Good neighborly relations with the local community allow the company to become recognizable in its territory, reduce risks, increase the rating. The active social initiative of the company turns it into a citizen of society, which enjoys all the advantages of its citizenship. If the region has solved the problems of employment, education, health care, and improvement of cities and towns, this means minimizing investment risks. Providing assistance to local communities in these areas is one of the priorities of the social policies of large companies, which contributes to an increase in the investment rating of the region and, ultimately, of the companies themselves. Such a position in a crisis can mitigate the forced increase in prices for the company's products, reduces the risks of possible social upheaval, which is very important for investors.

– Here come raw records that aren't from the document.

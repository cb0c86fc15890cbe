//! Route command handler.
//!
//! Sends one typed request through the query router and prints the envelope.

use super::{export_log, open_engine, print_json};
use clap::Args;
use postapply_advisor::Router;
use postapply_core::{config::AppConfig, AppError, AppResult};
use std::path::PathBuf;
use std::sync::Arc;

/// Send a typed request through the query router
#[derive(Args, Debug)]
pub struct RouteCommand {
    /// Query type (timing_advice, message_review, full_strategy, career_question,
    /// explain_recommendation)
    pub query_type: String,

    /// Request payload as a JSON object
    #[arg(default_value = "{}")]
    pub payload: String,

    /// Append the query log to this JSON Lines file
    #[arg(long)]
    pub log_file: Option<PathBuf>,
}

impl RouteCommand {
    pub async fn execute(&self, config: &AppConfig) -> AppResult<()> {
        let payload: serde_json::Value = serde_json::from_str(&self.payload)
            .map_err(|e| AppError::Config(format!("Payload is not valid JSON: {}", e)))?;

        let router = Router::new(Arc::new(open_engine(config)?));
        let response = router.process(&self.query_type, payload).await;

        export_log(router.rag(), self.log_file.as_deref())?;

        if !response.is_success() {
            tracing::warn!("Query {:?} did not succeed", self.query_type);
        }
        print_json(&response)
    }
}
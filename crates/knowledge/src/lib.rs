//! Knowledge base for PostApply.
//!
//! Turns a directory of text documents into a searchable vector index and
//! answers questions grounded in it:
//! - [`document`]: corpus loading
//! - [`chunker`]: overlapping, traceable chunks
//! - [`embeddings`]: the embedder capability and its providers
//! - [`index`]: exact cosine search with an atomic on-disk snapshot
//! - [`rag`]: retrieval-augmented answering and the query log
//! - [`evaluation`]: retrieval precision/recall over labelled queries

pub mod chunker;
pub mod document;
pub mod embeddings;
pub mod evaluation;
pub mod index;
pub mod rag;

// Re-export commonly used types
pub use chunker::{chunk_corpus, chunk_document, Chunk, ChunkConfig};
pub use document::{category_for, load_documents, Document};
pub use embeddings::{create_provider, EmbeddingConfig, EmbeddingProvider};
pub use evaluation::{evaluate, load_cases, CaseResult, EvalCase, EvalReport};
pub use index::{IndexStats, SearchHit, VectorIndex};
pub use rag::{
    ChainPrompt, QueryLog, QueryLogEntry, RagEngine, RagOptions, SourceRef, StructuredContext,
    SynthesisResponse,
};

The Same Thing but from a Different Angle
Despite the seeming ideality and correctness, corporate social responsibility has its drawbacks:- Violation of the principles of profit maximization.
- The increase in production costs is due to increased social spending.
- The inability to ensure a high level of accountability to society.
- Lack of ability to solve social problems, that is, inability to satisfy social needs, lack of professionalism in corporate social responsibility jobs. A company cannot call itself socially responsible if it has created a cool project for children, but its employees work in terrible conditions and do not receive wages on time.
- The use of social responsibility for promotional purposes only.
- Increased production costs.
- Investing in the social sphere is often ineffective.
For this reason, the business does not consider it necessary to spend money on social programs. Or it spends but gets confused in terms, meaning by CSR actions that are much narrower than corporate and social responsibility. This is not always becoming an integral part of corporate governance. In most cases, it serves as an integral part of the work on public relations. The latter is not focused on the systematic sustainable development of the regions but on charitable or even one-time actions.